══ Given records ══

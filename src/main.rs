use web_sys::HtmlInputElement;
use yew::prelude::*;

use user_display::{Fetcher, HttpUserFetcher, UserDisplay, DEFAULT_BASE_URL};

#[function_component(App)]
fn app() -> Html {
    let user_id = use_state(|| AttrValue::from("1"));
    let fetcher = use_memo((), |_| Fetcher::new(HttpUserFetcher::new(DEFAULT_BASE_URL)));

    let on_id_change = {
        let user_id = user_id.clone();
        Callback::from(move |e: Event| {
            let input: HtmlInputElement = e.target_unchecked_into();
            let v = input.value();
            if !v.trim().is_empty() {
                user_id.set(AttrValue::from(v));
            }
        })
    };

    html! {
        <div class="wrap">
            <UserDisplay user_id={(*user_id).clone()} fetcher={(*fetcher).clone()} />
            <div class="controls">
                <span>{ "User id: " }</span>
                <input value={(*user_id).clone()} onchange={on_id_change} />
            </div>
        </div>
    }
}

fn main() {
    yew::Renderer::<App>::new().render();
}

═══
══ Given records ══

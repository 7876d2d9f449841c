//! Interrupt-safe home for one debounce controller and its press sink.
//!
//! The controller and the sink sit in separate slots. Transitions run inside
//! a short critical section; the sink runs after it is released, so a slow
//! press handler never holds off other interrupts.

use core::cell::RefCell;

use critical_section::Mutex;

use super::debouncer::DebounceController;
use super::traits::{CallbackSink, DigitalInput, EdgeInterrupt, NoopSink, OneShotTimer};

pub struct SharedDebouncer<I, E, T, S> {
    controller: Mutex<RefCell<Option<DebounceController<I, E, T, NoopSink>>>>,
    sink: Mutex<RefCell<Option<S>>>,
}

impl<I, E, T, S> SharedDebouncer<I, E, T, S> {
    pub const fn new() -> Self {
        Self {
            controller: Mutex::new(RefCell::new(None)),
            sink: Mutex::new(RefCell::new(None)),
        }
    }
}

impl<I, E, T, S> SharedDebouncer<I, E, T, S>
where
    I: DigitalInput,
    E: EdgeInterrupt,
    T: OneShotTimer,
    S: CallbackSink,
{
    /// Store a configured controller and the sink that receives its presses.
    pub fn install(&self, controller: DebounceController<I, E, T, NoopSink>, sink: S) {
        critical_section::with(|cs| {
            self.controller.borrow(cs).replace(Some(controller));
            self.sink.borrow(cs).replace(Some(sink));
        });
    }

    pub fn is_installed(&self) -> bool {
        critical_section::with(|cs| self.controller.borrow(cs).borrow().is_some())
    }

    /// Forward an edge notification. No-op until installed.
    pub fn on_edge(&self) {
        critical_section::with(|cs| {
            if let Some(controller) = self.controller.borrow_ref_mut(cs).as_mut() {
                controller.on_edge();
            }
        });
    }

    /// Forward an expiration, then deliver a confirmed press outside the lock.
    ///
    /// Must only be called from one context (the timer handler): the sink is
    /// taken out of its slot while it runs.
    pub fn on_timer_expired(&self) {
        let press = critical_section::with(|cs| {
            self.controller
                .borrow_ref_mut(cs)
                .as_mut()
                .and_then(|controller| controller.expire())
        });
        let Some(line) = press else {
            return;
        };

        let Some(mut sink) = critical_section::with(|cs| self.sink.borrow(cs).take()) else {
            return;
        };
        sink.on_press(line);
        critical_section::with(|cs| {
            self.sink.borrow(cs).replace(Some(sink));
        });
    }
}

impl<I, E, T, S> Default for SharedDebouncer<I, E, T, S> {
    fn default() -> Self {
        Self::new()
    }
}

═══

Exercise
Send back an exact copy of only the lines from the line with "filename src/main.rs" up to and including the line with "Callback::from(move |e: Event|" in the data above.

Exercise output
filename src/main.rs
use web_sys::HtmlInputElement;
use yew::prelude::*;

use user_display::{Fetcher, HttpUserFetcher, UserDisplay, DEFAULT_BASE_URL};

#[function_component(App)]
fn app() -> Html {
    let user_id = use_state(|| AttrValue::from("1"));
    let fetcher = use_memo((), |_| Fetcher::new(HttpUserFetcher::new(DEFAULT_BASE_URL)));

    let on_id_change = {
        let user_id = user_id.clone();
        Callback::from(move |e: Event| {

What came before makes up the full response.